その現実が、ずしりと胸に重くのしかかった。
***
ダニエル殿下の療養室は、日差しが柔らかく差し込み、清潔な白布がふわりと揺れていた。魔力の乱れを吸収する水晶が並べられ、淡い光を放っている。
ベッドの上で彼は上半身を起こしていた。
まだ傷は完全には塞がっていないはずなのに、驚くほど表情に力が戻っていた。
「……イレネス嬢」
彼の声はかすれていたが、確かに微笑を含んでいた。
「殿下……ご無事で、本当によかったです」
胸の奥がじんと熱くなる。
死に瀕していた青年が、こうして目の前で息をしている——それだけで涙が溢れそうになった。
ダニエルは弱々しく笑った。
「君が救ってくれたと聞いた。

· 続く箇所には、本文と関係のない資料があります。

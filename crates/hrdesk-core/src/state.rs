// ABOUTME: ConversationState, the value threaded through the orchestration graph for one turn.
// ABOUTME: History is append-only; the routing slot is written by the supervisor step alone.

use serde::{Deserialize, Serialize};
use ulid::Ulid;

use crate::message::Message;
use crate::route::{RouteDecision, WorkerId};

/// The state of a single user turn.
///
/// Created fresh for every incoming request and discarded once the answer
/// has been read. Messages can be appended but never edited or removed, so
/// insertion order is the only order.
#[derive(Debug, Clone, Serialize, Deserialize)]
pub struct ConversationState {
    turn_id: Ulid,
    messages: Vec<Message>,
    next: Option<RouteDecision>,
}

impl ConversationState {
    /// Start a turn from the user's message.
    pub fn new(user_message: impl Into<String>) -> Self {
        Self {
            turn_id: Ulid::new(),
            messages: vec![Message::user(user_message)],
            next: None,
        }
    }

    pub fn turn_id(&self) -> Ulid {
        self.turn_id
    }

    pub fn messages(&self) -> &[Message] {
        &self.messages
    }

    pub fn last_message(&self) -> Option<&Message> {
        self.messages.last()
    }

    /// Append a message to the end of the history.
    pub fn append(&mut self, message: Message) {
        self.messages.push(message);
    }

    /// The most recent routing decision, if the supervisor has run.
    pub fn next(&self) -> Option<RouteDecision> {
        self.next
    }

    pub fn set_next(&mut self, decision: RouteDecision) {
        self.next = Some(decision);
    }

    /// The worker that authored the last message, if any.
    pub fn last_worker_author(&self) -> Option<WorkerId> {
        self.last_message().and_then(Message::worker_author)
    }

    /// True once any worker has appended an answer to this turn.
    pub fn worker_has_answered(&self) -> bool {
        self.messages.iter().any(|m| m.worker_author().is_some())
    }

    /// The text of the last message, which is the turn's answer once the
    /// graph has finished.
    pub fn answer(&self) -> &str {
        self.last_message().map(|m| m.content.as_str()).unwrap_or("")
    }
}

#[cfg(test)]
mod tests {
    use super::*;

    #[test]
    fn new_turn_holds_only_the_user_message() {
        let state = ConversationState::new("What is the sick leave policy?");
        assert_eq!(state.messages().len(), 1);
        assert_eq!(state.messages()[0], Message::user("What is the sick leave policy?"));
        assert!(state.next().is_none());
        assert!(!state.worker_has_answered());
        assert_eq!(state.last_worker_author(), None);
    }

    #[test]
    fn worker_answer_becomes_the_answer() {
        let mut state = ConversationState::new("EMP001 balance?");
        state.append(Message::from_worker(WorkerId::DataAgent, "8 sick days"));

        assert_eq!(state.last_worker_author(), Some(WorkerId::DataAgent));
        assert!(state.worker_has_answered());
        assert_eq!(state.answer(), "8 sick days");
        assert_eq!(state.messages()[0], Message::user("EMP001 balance?"));
        assert_eq!(state.messages().len(), 2);
    }

    #[test]
    fn turns_get_distinct_ids() {
        let a = ConversationState::new("a");
        let b = ConversationState::new("a");
        assert_ne!(a.turn_id(), b.turn_id());
    }
}
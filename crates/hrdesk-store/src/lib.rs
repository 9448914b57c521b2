// ABOUTME: Data sources behind the hrdesk workers' tools.
// ABOUTME: Provides the employee directory, the leave-policy passage index, and email transports.

pub mod directory;
pub mod mailer;
pub mod policy_index;

pub use directory::{DirectoryError, EmployeeDirectory};
pub use mailer::{Delivery, EmailTransport, LogTransport, MailError, OutgoingEmail, RecordingTransport};
pub use policy_index::{DEFAULT_TOP_K, PolicyIndex, PolicyIndexError};
// ABOUTME: DeskBuilder wires an LLM client, data sources, and routing choice into a Graph.
// ABOUTME: The policy index is required; an unset directory or transport falls back to the seed and the log.

use std::sync::Arc;

use hrdesk_core::WorkerId;
use hrdesk_store::{DirectoryError, EmailTransport, EmployeeDirectory, LogTransport, PolicyIndex};

use crate::graph::{DEFAULT_STEP_LIMIT, Graph, Workers};
use crate::llm::LlmClient;
use crate::supervisor::{Classifier, LlmClassifier, Router, RouterKind, RuleClassifier, Supervisor};
use crate::worker::{Contacts, DATA_AGENT_INSTRUCTION, POLICY_AGENT_INSTRUCTION, Worker};
use crate::worker_tools::{FetchEmployeeDataTool, PolicySearchTool, SendEmailTool};

pub struct DeskBuilder {
    client: Arc<dyn LlmClient>,
    directory: Option<Arc<EmployeeDirectory>>,
    policy_index: Arc<PolicyIndex>,
    transport: Option<Arc<dyn EmailTransport>>,
    contacts: Contacts,
    router_kind: RouterKind,
    router: Option<Arc<dyn Router>>,
    step_limit: usize,
}

impl DeskBuilder {
    /// Start a builder. The policy index is built once by the caller from
    /// the policy document and cannot be left out.
    pub fn new(client: Arc<dyn LlmClient>, policy_index: Arc<PolicyIndex>) -> Self {
        Self {
            client,
            directory: None,
            policy_index,
            transport: None,
            contacts: Contacts::default(),
            router_kind: RouterKind::default(),
            router: None,
            step_limit: DEFAULT_STEP_LIMIT,
        }
    }

    pub fn directory(mut self, directory: Arc<EmployeeDirectory>) -> Self {
        self.directory = Some(directory);
        self
    }

    pub fn transport(mut self, transport: Arc<dyn EmailTransport>) -> Self {
        self.transport = Some(transport);
        self
    }

    pub fn contacts(mut self, contacts: Contacts) -> Self {
        self.contacts = contacts;
        self
    }

    pub fn router_kind(mut self, kind: RouterKind) -> Self {
        self.router_kind = kind;
        self
    }

    /// Replace the supervisor entirely. Takes precedence over `router_kind`.
    pub fn router(mut self, router: Arc<dyn Router>) -> Self {
        self.router = Some(router);
        self
    }

    pub fn step_limit(mut self, step_limit: usize) -> Self {
        self.step_limit = step_limit;
        self
    }

    pub fn build(self) -> Result<Graph, DirectoryError> {
        let directory = match self.directory {
            Some(directory) => directory,
            None => Arc::new(EmployeeDirectory::seeded()?),
        };
        let transport = self
            .transport
            .unwrap_or_else(|| Arc::new(LogTransport) as Arc<dyn EmailTransport>);

        let router = self.router.unwrap_or_else(|| {
            let classifier: Arc<dyn Classifier> = match self.router_kind {
                RouterKind::Llm => Arc::new(LlmClassifier::new(self.client.clone())),
                RouterKind::Rules => Arc::new(RuleClassifier),
            };
            Arc::new(Supervisor::new(classifier))
        });

        let workers = Workers {
            data: Worker::new(
                WorkerId::DataAgent,
                DATA_AGENT_INSTRUCTION,
                Arc::new(FetchEmployeeDataTool::new(directory)),
                self.client.clone(),
            ),
            policy: Worker::new(
                WorkerId::PolicyAgent,
                POLICY_AGENT_INSTRUCTION,
                Arc::new(PolicySearchTool::new(self.policy_index)),
                self.client.clone(),
            ),
            email: Worker::new(
                WorkerId::EmailAgent,
                self.contacts.email_instruction(),
                Arc::new(SendEmailTool::new(transport)),
                self.client,
            ),
        };

        tracing::debug!(
            router = %self.router_kind,
            step_limit = self.step_limit,
            "orchestration graph built"
        );
        Ok(Graph::new(router, workers, self.step_limit))
    }
}
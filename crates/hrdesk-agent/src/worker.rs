// ABOUTME: Worker agents: one role instruction and one bound tool, run through a two-call tool loop.
// ABOUTME: Tool results and tool failures are both fed back to the model as plain text.

use std::sync::Arc;

use hrdesk_core::{ConversationState, WorkerId};
use serde_json::Value;

use crate::llm::{ChatMessage, LlmClient, LlmError, LlmRequest};
use crate::tools::{Tool, ToolError};

pub const DATA_AGENT_INSTRUCTION: &str = "You are a Data Agent. Use fetch_employee_data to get \
    employee information. Return the FULL details provided by the tool.";

pub const POLICY_AGENT_INSTRUCTION: &str = "You are a Policy Agent. Use policy_search_tool to \
    search company policies. Return the FULL policy details found.";

pub const EMAIL_AGENT_INSTRUCTION: &str = "You are an Email Agent. Use send_email_tool to send \
    emails. Return the FULL confirmation message provided by the tool.";

pub const DEFAULT_MANAGER_EMAIL: &str = "arjun.verma@example.com";
pub const DEFAULT_HR_EMAIL: &str = "priya.singh@example.com";

/// Addresses the email worker resolves "my manager" and "HR" to.
#[derive(Debug, Clone, PartialEq, Eq)]
pub struct Contacts {
    pub manager_email: String,
    pub hr_email: String,
}

impl Default for Contacts {
    fn default() -> Self {
        Self {
            manager_email: DEFAULT_MANAGER_EMAIL.to_string(),
            hr_email: DEFAULT_HR_EMAIL.to_string(),
        }
    }
}

impl Contacts {
    /// The email worker's instruction with the contact book appended.
    pub fn email_instruction(&self) -> String {
        format!(
            "{}\nWhen the user refers to their manager, send to {}. \
             When the user refers to HR, send to {}.",
            EMAIL_AGENT_INSTRUCTION, self.manager_email, self.hr_email
        )
    }
}

/// A worker agent bound to exactly one tool.
pub struct Worker {
    id: WorkerId,
    instruction: String,
    tool: Arc<dyn Tool>,
    client: Arc<dyn LlmClient>,
}

impl Worker {
    pub fn new(
        id: WorkerId,
        instruction: impl Into<String>,
        tool: Arc<dyn Tool>,
        client: Arc<dyn LlmClient>,
    ) -> Self {
        Self {
            id,
            instruction: instruction.into(),
            tool,
            client,
        }
    }

    pub fn id(&self) -> WorkerId {
        self.id
    }

    pub fn instruction(&self) -> &str {
        &self.instruction
    }

    pub fn tool_name(&self) -> &str {
        self.tool.name()
    }

    /// Produce this worker's answer for the conversation so far.
    ///
    /// Only model failures are returned as errors. Tool failures become part
    /// of the text the model summarizes.
    pub async fn run(&self, state: &ConversationState) -> Result<String, LlmError> {
        let history: Vec<ChatMessage> = state.messages().iter().map(ChatMessage::from).collect();

        let mut first = vec![ChatMessage::system(self.instruction.clone())];
        first.extend(history.iter().cloned());
        let request = LlmRequest::new(first).with_tool(self.tool.definition());

        let response = self.client.complete(&request).await?;
        if !response.has_tool_calls() {
            tracing::debug!(worker = %self.id, "worker answered without a tool call");
            return Ok(response.text);
        }

        let mut records = Vec::with_capacity(response.tool_calls.len());
        for call in &response.tool_calls {
            records.push(self.invoke_tool(&call.name, call.arguments.clone()).await);
        }
        let results = records.join("\n\n");

        let summary_instruction = format!(
            "{}\n\nThe tool execution returned the following information:\n{}\n\n\
             Now provide a clear response to the user based on this information.",
            self.instruction, results
        );
        let mut second = vec![ChatMessage::system(summary_instruction)];
        second.extend(history);

        let response = self.client.complete(&LlmRequest::new(second)).await?;
        Ok(response.text)
    }

    async fn invoke_tool(&self, name: &str, arguments: Value) -> String {
        let result = if name == self.tool.name() {
            self.tool.execute(arguments).await
        } else {
            Err(ToolError::UnknownTool(name.to_string()))
        };

        match result {
            Ok(output) => {
                tracing::info!(worker = %self.id, tool = name, "tool returned");
                format!("Tool '{}' returned: {}", name, output)
            }
            Err(e) => {
                tracing::warn!(worker = %self.id, tool = name, error = %e, "tool failed");
                format!("Tool '{}' failed: {}", name, e)
            }
        }
    }
}
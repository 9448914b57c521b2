// ABOUTME: POST /chat handler: runs one turn of the orchestration graph for the posted message.
// ABOUTME: Maps a missing message to 400 and any turn failure to 500 with an error body.

use axum::Json;
use axum::body::Bytes;
use axum::extract::State;
use axum::http::StatusCode;
use axum::response::IntoResponse;
use serde::Deserialize;

use crate::app_state::SharedState;

#[derive(Debug, Deserialize)]
struct ChatRequest {
    message: Option<String>,
}

/// POST /chat - Answer one user message.
///
/// The body is parsed by hand so that malformed JSON gets the same 400 as a
/// missing message.
pub async fn chat(State(state): State<SharedState>, body: Bytes) -> impl IntoResponse {
    let message = serde_json::from_slice::<ChatRequest>(&body)
        .ok()
        .and_then(|req| req.message)
        .filter(|m| !m.trim().is_empty());

    let Some(message) = message else {
        return (
            StatusCode::BAD_REQUEST,
            Json(serde_json::json!({ "error": "No message provided" })),
        )
            .into_response();
    };

    match state.graph.invoke(message, None).await {
        Ok(outcome) => {
            tracing::info!(
                turn_id = %outcome.state.turn_id(),
                path = ?outcome.path,
                "chat turn answered"
            );
            (
                StatusCode::OK,
                Json(serde_json::json!({ "response": outcome.answer })),
            )
                .into_response()
        }
        Err(e) => {
            tracing::error!(error = %e, "chat turn failed");
            (
                StatusCode::INTERNAL_SERVER_ERROR,
                Json(serde_json::json!({ "error": e.to_string() })),
            )
                .into_response()
        }
    }
}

私は……命の恩人に、まず礼を言わねばならないな」
「そ、そんな……私はただ……!」
「いや。君でなければ、私はもうこの世にいなかった」
その一言が、心の奥底を揺らした。
癒しの光を生んだ手のひらがじわりと温まる気がした。
「それに……君が泣きそうな顔で私の名前を呼んだのを、ぼんやりと覚えている」
「っ……!?」
「不思議だな。苦しいはずなのに、その声はとても優しく感じた」
まっすぐに向けられる感謝と信頼。
こんなふうに誰かに見つめられたことがあっただろうか。
けれど、同時に胸の奥で冷たい不安がざわめいた。
(これが……宮廷を揺らす理由?)
第二王子と私の関係。
第一王子までもが私に目を向け始めたこと。
そして、ロザリアの嫉妬と焦り。
それらすべてが、今この瞬間、静かに結びついてしまった。
「イレネス嬢」
ダニエルは、まるで祈るように私の手を取り、そっと重ねた。
「私は……君に会えて本当によかった」
その言葉が室内の空気を震わせた。
その直後——
扉の外から複数の気配が近づく。
鋭い魔力、重い足音。
ひとつではない。五、六……いや、それ以上。
(……来た)
宮廷の勢力が動き始めた。
第二王子を救った“平民の聖女候補”。
王家の未来を左右する存在。
その価値を奪い合うように、各派閥の者たちが押し寄せてきていた。
ダニエルは私の手を握ったまま、目を細めて言う。
「……怖いか?」
私は小さく首を振った。
「いえ。……でも、覚悟は必要だと思いました」
彼は安堵したように息をつき、微かに笑う。
「ならば、私も君の味方になろう」
その言葉が胸に深く刻まれた瞬間——
扉が大きく開かれ、宮廷のざわめきが雪崩れ込んだ。